----- Dataset content -----

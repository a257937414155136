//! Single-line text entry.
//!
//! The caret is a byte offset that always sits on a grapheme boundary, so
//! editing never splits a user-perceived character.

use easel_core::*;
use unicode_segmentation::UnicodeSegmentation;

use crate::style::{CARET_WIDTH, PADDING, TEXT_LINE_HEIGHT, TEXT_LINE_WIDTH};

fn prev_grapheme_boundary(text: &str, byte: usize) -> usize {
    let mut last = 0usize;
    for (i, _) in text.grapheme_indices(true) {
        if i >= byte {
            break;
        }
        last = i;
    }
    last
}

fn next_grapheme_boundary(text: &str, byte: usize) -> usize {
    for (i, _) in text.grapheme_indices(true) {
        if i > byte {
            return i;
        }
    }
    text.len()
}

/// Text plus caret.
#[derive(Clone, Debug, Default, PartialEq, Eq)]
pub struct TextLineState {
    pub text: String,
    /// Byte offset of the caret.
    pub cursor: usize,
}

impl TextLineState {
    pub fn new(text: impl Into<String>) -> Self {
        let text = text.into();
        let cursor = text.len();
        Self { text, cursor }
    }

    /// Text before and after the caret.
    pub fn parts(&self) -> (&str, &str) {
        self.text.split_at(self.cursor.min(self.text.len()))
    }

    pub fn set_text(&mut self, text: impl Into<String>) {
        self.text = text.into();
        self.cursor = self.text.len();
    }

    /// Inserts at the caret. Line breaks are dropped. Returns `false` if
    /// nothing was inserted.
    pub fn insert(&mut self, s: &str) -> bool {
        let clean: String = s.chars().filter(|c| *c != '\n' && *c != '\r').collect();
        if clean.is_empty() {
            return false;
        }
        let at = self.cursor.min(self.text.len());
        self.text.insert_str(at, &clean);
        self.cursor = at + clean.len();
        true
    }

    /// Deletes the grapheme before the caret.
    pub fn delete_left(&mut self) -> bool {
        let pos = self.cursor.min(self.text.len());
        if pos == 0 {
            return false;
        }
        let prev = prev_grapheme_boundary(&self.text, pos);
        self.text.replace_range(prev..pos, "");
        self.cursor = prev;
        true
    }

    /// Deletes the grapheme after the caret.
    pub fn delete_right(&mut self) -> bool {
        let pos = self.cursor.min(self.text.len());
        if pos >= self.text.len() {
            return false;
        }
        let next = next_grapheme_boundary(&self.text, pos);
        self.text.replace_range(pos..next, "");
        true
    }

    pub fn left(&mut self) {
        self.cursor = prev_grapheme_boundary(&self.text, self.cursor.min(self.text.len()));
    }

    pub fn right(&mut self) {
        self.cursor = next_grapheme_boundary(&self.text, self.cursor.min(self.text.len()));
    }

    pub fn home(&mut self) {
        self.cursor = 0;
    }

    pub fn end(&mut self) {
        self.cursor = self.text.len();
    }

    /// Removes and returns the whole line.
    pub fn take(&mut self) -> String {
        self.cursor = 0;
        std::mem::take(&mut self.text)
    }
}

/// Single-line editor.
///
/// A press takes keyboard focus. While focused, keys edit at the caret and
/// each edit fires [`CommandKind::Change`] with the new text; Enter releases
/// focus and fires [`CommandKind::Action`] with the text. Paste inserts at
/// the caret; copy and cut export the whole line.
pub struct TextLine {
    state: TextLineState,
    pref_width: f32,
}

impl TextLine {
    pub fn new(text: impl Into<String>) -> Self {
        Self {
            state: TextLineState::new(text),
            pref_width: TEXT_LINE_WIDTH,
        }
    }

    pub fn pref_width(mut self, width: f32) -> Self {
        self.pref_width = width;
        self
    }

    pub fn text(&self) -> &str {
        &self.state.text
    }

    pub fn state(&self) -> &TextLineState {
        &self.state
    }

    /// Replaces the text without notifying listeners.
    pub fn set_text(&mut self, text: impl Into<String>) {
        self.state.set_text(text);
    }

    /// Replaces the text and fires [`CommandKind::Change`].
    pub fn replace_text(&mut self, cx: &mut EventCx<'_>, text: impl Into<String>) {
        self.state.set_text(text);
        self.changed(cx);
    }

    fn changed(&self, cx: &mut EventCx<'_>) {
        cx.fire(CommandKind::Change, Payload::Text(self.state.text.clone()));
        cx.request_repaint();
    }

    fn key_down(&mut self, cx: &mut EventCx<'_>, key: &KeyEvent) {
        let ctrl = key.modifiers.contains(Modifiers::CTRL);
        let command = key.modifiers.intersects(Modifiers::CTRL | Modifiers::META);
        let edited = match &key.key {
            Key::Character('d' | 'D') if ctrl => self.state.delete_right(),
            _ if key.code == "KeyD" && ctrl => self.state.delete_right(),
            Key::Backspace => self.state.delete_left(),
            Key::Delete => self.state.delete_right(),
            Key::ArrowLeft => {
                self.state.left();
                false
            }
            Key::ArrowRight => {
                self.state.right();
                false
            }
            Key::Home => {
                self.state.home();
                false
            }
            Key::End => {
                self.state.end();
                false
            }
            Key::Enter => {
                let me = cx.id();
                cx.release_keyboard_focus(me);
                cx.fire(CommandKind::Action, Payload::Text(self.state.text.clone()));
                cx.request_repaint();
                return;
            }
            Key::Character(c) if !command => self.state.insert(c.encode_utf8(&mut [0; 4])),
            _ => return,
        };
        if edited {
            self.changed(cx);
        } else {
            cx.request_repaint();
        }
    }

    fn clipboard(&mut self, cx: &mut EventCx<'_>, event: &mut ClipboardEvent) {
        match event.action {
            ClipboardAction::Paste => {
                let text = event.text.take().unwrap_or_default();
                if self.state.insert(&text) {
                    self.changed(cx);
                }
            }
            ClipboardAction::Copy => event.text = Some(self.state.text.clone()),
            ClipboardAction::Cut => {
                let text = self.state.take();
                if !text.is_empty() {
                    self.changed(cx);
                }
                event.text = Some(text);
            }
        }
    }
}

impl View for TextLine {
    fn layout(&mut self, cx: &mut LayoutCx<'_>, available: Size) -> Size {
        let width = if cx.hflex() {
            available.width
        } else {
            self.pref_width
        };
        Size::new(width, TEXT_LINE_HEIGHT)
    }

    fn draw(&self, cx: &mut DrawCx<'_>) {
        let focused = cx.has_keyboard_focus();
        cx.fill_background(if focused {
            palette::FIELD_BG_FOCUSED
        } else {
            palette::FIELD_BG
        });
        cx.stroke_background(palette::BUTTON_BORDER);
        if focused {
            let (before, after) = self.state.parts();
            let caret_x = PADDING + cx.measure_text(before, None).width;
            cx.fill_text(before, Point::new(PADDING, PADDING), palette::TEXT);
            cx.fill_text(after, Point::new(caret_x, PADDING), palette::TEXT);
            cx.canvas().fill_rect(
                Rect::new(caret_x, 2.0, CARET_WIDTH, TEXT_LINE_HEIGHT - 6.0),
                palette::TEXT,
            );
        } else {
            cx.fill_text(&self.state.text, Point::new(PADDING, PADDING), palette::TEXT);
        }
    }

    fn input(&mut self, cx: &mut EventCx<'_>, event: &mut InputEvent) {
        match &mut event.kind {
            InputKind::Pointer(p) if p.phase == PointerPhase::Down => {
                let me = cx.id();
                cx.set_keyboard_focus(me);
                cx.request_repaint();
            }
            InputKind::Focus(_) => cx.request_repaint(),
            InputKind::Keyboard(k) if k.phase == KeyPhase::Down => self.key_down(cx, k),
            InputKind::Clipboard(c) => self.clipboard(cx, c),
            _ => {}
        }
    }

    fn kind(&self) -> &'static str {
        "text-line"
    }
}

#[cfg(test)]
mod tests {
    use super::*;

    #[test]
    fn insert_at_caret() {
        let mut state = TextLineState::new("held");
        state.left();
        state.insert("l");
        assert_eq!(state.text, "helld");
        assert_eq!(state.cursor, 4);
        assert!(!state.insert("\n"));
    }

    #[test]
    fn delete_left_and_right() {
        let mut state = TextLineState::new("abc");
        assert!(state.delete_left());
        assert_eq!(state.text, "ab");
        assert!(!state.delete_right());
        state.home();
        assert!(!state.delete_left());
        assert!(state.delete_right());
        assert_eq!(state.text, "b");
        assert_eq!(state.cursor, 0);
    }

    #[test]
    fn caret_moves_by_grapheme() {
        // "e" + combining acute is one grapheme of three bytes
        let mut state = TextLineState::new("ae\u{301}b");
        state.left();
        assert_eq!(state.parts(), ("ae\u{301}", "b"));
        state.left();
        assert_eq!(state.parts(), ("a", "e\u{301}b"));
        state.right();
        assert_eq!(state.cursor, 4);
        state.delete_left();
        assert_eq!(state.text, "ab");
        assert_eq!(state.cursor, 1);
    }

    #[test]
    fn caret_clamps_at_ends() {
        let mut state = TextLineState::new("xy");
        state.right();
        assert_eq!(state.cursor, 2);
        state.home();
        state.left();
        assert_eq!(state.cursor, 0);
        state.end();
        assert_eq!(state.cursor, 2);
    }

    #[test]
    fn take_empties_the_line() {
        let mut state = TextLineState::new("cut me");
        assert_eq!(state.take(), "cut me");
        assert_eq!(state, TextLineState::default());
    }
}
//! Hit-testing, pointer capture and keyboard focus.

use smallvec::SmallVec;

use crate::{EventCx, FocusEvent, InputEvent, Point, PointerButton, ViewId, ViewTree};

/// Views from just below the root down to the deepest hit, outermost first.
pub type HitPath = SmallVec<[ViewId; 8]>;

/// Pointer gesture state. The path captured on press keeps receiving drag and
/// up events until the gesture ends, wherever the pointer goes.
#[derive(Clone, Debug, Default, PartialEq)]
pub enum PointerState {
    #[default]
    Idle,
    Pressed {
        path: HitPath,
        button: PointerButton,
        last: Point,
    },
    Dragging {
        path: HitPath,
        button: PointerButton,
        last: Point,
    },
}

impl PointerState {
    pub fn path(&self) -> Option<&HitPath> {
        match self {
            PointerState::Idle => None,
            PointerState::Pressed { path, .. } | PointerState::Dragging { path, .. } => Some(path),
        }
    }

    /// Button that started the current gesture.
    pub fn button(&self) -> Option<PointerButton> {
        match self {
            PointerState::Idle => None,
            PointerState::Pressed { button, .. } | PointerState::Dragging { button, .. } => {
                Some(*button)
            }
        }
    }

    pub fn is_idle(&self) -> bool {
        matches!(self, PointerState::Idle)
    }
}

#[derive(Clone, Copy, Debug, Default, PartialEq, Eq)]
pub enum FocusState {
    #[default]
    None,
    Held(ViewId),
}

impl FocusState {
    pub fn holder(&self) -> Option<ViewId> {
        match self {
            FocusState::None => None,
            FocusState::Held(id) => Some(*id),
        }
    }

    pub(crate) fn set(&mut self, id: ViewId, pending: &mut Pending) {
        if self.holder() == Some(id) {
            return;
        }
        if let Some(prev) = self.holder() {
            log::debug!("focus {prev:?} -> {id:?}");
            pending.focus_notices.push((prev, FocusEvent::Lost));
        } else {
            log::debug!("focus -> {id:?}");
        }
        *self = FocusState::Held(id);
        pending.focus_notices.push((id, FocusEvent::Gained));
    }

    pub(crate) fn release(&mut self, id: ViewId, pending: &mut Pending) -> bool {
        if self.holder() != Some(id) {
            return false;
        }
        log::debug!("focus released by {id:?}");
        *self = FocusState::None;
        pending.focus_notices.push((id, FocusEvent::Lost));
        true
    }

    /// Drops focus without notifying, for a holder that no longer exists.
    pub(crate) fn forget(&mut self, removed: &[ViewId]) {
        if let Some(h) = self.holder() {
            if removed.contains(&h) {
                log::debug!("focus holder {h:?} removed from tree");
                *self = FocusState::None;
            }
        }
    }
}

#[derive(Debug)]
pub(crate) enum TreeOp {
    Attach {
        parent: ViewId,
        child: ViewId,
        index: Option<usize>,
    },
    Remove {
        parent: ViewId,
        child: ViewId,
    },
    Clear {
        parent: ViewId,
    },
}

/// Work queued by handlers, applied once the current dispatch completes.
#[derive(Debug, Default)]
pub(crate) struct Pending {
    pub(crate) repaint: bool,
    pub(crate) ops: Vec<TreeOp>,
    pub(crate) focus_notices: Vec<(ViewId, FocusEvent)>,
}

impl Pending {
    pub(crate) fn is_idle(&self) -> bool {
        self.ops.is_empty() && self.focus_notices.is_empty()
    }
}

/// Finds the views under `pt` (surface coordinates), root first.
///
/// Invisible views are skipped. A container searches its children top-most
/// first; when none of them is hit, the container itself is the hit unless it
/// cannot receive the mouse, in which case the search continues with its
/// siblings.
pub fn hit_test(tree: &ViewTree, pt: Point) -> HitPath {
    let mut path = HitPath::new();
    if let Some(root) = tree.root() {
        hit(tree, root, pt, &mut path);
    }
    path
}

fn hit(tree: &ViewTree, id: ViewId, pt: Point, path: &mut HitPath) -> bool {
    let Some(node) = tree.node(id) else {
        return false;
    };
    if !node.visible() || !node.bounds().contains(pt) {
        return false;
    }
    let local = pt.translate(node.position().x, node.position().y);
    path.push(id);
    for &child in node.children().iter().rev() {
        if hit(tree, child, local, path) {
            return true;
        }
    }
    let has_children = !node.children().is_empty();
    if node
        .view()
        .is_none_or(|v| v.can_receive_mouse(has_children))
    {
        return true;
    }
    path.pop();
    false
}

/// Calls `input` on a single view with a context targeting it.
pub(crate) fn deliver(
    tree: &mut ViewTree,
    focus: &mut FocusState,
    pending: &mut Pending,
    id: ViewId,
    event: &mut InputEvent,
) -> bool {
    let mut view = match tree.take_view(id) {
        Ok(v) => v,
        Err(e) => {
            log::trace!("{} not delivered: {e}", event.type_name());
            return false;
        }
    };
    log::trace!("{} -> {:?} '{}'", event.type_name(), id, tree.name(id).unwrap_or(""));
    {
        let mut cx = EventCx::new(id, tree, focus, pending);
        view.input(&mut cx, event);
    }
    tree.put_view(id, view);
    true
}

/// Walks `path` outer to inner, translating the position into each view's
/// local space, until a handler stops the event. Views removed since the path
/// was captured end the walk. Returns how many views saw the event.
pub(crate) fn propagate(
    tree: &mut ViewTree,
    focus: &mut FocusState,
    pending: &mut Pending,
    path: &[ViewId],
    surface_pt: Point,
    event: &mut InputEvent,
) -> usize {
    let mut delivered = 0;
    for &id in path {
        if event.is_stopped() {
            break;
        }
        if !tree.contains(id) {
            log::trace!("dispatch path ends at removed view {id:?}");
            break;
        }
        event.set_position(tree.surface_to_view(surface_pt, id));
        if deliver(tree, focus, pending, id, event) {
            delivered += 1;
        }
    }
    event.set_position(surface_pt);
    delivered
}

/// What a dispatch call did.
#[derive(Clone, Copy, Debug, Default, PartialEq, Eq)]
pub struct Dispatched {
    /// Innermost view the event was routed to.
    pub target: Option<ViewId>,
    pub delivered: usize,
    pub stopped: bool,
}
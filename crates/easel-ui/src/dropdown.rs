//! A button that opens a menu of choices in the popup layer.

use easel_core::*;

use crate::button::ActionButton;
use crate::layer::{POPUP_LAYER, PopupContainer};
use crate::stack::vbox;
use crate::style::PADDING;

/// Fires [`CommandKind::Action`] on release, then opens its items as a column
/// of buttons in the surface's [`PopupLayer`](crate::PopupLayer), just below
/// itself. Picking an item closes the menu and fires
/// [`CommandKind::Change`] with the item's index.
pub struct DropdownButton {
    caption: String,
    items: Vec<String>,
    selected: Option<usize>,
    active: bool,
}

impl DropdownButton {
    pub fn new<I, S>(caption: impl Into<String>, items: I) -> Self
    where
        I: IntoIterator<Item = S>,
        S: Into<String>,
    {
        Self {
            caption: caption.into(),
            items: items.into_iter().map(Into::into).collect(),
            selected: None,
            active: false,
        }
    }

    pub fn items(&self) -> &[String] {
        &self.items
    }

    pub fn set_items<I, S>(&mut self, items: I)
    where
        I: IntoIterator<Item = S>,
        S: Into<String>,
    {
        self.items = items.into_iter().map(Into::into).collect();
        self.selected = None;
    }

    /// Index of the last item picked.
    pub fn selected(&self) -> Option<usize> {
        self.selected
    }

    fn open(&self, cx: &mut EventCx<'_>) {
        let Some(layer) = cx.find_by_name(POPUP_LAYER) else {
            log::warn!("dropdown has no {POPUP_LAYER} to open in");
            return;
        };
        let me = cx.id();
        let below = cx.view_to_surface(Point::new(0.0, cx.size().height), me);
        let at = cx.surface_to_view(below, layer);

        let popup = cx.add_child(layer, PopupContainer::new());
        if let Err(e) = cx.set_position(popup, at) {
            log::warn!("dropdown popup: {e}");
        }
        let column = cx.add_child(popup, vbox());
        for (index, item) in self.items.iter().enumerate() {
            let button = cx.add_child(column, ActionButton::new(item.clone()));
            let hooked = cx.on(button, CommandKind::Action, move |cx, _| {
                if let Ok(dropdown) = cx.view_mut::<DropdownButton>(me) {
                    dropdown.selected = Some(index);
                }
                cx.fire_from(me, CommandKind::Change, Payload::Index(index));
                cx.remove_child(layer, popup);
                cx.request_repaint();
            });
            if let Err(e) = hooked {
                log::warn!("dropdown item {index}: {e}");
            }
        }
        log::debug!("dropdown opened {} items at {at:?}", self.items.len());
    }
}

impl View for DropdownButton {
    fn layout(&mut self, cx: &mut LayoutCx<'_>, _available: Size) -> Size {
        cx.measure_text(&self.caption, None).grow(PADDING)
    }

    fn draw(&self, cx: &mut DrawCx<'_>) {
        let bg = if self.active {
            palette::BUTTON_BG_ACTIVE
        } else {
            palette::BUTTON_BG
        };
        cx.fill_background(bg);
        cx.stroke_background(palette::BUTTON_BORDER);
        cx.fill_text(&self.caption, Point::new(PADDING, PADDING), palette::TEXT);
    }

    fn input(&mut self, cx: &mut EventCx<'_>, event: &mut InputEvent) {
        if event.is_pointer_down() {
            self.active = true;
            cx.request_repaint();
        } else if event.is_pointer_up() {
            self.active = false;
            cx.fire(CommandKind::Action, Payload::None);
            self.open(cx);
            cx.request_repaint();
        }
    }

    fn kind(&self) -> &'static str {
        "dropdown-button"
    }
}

-----

* Action item: Copy only the entries from the first line to the line with "if pos == 0", each exactly as it appears.

* Worked solution:
repository a257937414155136
//! Single-line text entry.
//!
//! The caret is a byte offset that always sits on a grapheme boundary, so
//! editing never splits a user-perceived character.

use easel_core::*;
use unicode_segmentation::UnicodeSegmentation;

use crate::style::{CARET_WIDTH, PADDING, TEXT_LINE_HEIGHT, TEXT_LINE_WIDTH};

fn prev_grapheme_boundary(text: &str, byte: usize) -> usize {
    let mut last = 0usize;
    for (i, _) in text.grapheme_indices(true) {
        if i >= byte {
            break;
        }
        last = i;
    }
    last
}

fn next_grapheme_boundary(text: &str, byte: usize) -> usize {
    for (i, _) in text.grapheme_indices(true) {
        if i > byte {
            return i;
        }
    }
    text.len()
}

/// Text plus caret.
#[derive(Clone, Debug, Default, PartialEq, Eq)]
pub struct TextLineState {
    pub text: String,
    /// Byte offset of the caret.
    pub cursor: usize,
}

impl TextLineState {
    pub fn new(text: impl Into<String>) -> Self {
        let text = text.into();
        let cursor = text.len();
        Self { text, cursor }
    }

    /// Text before and after the caret.
    pub fn parts(&self) -> (&str, &str) {
        self.text.split_at(self.cursor.min(self.text.len()))
    }

    pub fn set_text(&mut self, text: impl Into<String>) {
        self.text = text.into();
        self.cursor = self.text.len();
    }

    /// Inserts at the caret. Line breaks are dropped. Returns `false` if
    /// nothing was inserted.
    pub fn insert(&mut self, s: &str) -> bool {
        let clean: String = s.chars().filter(|c| *c != '\n' && *c != '\r').collect();
        if clean.is_empty() {
            return false;
        }
        let at = self.cursor.min(self.text.len());
        self.text.insert_str(at, &clean);
        self.cursor = at + clean.len();
        true
    }

    /// Deletes the grapheme before the caret.
    pub fn delete_left(&mut self) -> bool {
        let pos = self.cursor.min(self.text.len());
        if pos == 0 {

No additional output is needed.